757 Background: Progression free survival (PFS) has been recognized as a surrogate outcome in the therapy for metastatic or recurrent colorectal cancer (mCRC). As molecular targeted therapies have become to be widely used, new surrogate outcome such as early tumor shrinkage (ETS; the relative change in the sum of longest diameters of target lesions at week 8 compared to baseline) and deepness of response (DpR; the relative change in the sum of longest diameters of target lesions at the nadir compared to baseline) are proposed. However, their validity has not been fully proven.
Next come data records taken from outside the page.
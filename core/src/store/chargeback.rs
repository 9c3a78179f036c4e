//! Store methods for chargeback schedules.

use crate::{
    chargeback::{ChargebackRule, ChargebackSchedule},
    error::CoreResult,
};
use rusqlite::params;

use super::CoreStore;

impl CoreStore {
    /// Replace every rule of the schedule's tenant/product in one transaction.
    pub fn replace_chargeback_schedule(&self, schedule: &ChargebackSchedule) -> CoreResult<()> {
        let tx = self.conn.unchecked_transaction()?;
        tx.execute(
            "DELETE FROM chargeback_rule WHERE tenant_id = ?1 AND product_id = ?2",
            params![schedule.tenant_id(), schedule.product_id()],
        )?;
        for rule in schedule.rules() {
            tx.execute(
                "INSERT INTO chargeback_rule (tenant_id, product_id, max_payment_number, percentage)
                 VALUES (?1, ?2, ?3, ?4)",
                params![
                    schedule.tenant_id(),
                    schedule.product_id(),
                    rule.max_payment_number,
                    rule.percentage,
                ],
            )?;
        }
        tx.commit()?;
        log::debug!(
            "store: saved {} chargeback rules for {}/{}",
            schedule.rules().len(),
            schedule.tenant_id(),
            schedule.product_id()
        );
        Ok(())
    }

    /// Add one threshold to an existing schedule.
    /// Fails with a validation error if the threshold is already taken.
    pub fn insert_chargeback_rule(
        &self,
        tenant_id:  &str,
        product_id: &str,
        rule:       ChargebackRule,
    ) -> CoreResult<ChargebackSchedule> {
        let mut rules = self.chargeback_schedule(tenant_id, product_id)?.rules().to_vec();
        rules.push(rule);
        let schedule = ChargebackSchedule::new(tenant_id, product_id, rules)?;

        self.conn.execute(
            "INSERT INTO chargeback_rule (tenant_id, product_id, max_payment_number, percentage)
             VALUES (?1, ?2, ?3, ?4)",
            params![tenant_id, product_id, rule.max_payment_number, rule.percentage],
        )?;
        Ok(schedule)
    }

    /// Load the schedule for a tenant's product. Empty if none is configured.
    pub fn chargeback_schedule(
        &self,
        tenant_id:  &str,
        product_id: &str,
    ) -> CoreResult<ChargebackSchedule> {
        let mut stmt = self.conn.prepare(
            "SELECT max_payment_number, percentage FROM chargeback_rule
             WHERE tenant_id = ?1 AND product_id = ?2
             ORDER BY max_payment_number ASC",
        )?;
        let rules = stmt
            .query_map(params![tenant_id, product_id], |row| {
                Ok(ChargebackRule {
                    max_payment_number: row.get(0)?,
                    percentage:         row.get(1)?,
                })
            })?
            .collect::<Result<Vec<_>, _>>()?;

        ChargebackSchedule::new(tenant_id, product_id, rules)
    }
}
use chrono::{TimeZone, Utc};
use consortium_core::{
    clock::ManualClock,
    config::CoreConfig,
    error::CoreError,
    financing::calculate,
    quote::Quote,
};

fn clock() -> ManualClock {
    ManualClock::new(Utc.with_ymd_and_hms(2024, 1, 15, 12, 0, 0).unwrap())
}

#[test]
fn quote_prices_the_catalog_product() {
    let config = CoreConfig::default_test();
    let product = config.product("auto_60").unwrap();

    let quote = Quote::build("acme", product, 90_000.0, 10_000.0, &clock()).unwrap();

    assert_eq!(quote.tenant_id, "acme");
    assert_eq!(quote.product_id, "auto_60");
    assert_eq!(quote.breakdown, calculate(&quote.terms));
    assert_eq!(quote.breakdown.credit_letter_value, 80_000.0);
    assert_eq!(quote.breakdown.total_admin_cost, 9_600.0);
    assert_eq!(quote.breakdown.installments, 60);
}

#[test]
fn quotes_get_distinct_ids() {
    let config = CoreConfig::default_test();
    let product = config.product("auto_60").unwrap();
    let clock = clock();

    let a = Quote::build("acme", product, 50_000.0, 0.0, &clock).unwrap();
    let b = Quote::build("acme", product, 50_000.0, 0.0, &clock).unwrap();
    assert_ne!(a.quote_id, b.quote_id);
    assert_eq!(a.breakdown, b.breakdown);
}

#[test]
fn invalid_down_payment_surfaces_validation_error() {
    let config = CoreConfig::default_test();
    let product = config.product("auto_60").unwrap();

    let err = Quote::build("acme", product, 50_000.0, 60_000.0, &clock()).unwrap_err();
    assert!(matches!(err, CoreError::Validation { field: "down_payment", .. }));
}

#[test]
fn inactive_product_cannot_be_quoted() {
    let mut config = CoreConfig::default_test();
    let product = config.products.get_mut("auto_60").unwrap();
    product.active = false;

    let err = Quote::build("acme", product, 50_000.0, 0.0, &clock()).unwrap_err();
    assert!(matches!(err, CoreError::Validation { field: "product_id", .. }));
}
We conducted to develop a new prognosis predictive formula consisting of the three factors, DpR, ETS and PFS, in the first-line chemotherapy of mCRC. Methods: We retrospectively evaluated mCRC patients who started any chemotherapy from 2005 to 2010. Estimated ETS (eETS), instead of ETS, was defined as the estimated relative change of target lesions at week 8 calculated from first image assessment. DpR was defined as above. Predictive formulae of prognosis were examined by single and multiple regression analysis. Results: 63 patients were enrolled. KRAS status were as follows; wild type; 33, mutant; 17, unknown; 13. Chemotherapies were performed as follows; oxaliplatin-based plus bevacizumab; 34, irinotecan-based plus bevacizumab; 6, oxaliplatin-based plus anti-EGFR antibody; 2, oxaliplatin-based; 17, irinotecan-based; 4. Median of DpR, eETS, PFS and overall survival (OS) were 26.5%, 15.4%, 236 days and 571 days, respectively. PFS showed a correlation with OS (r2= 0.434), while DpR and eETS were less correlated with OS (r2= 0.228, 0.082). PFS and eETS were thus chosen as variables for the prediction formula of prognosis. However, the present formula did not show an apparent increased R2 value compared with the formula consisted of PFS alone (adjusted R2= 0.442 vs 0.425), indicating that the present formula could not provide more accurate prediction. In the stratified subgroups according to treatment regimen and KRAS status, the formula did not show remarkable change in R2 value. Conclusions: The present formulae including DpR and eETS does not have superior predicting potential to PFS alone for prognosis of the whole mCRC patients.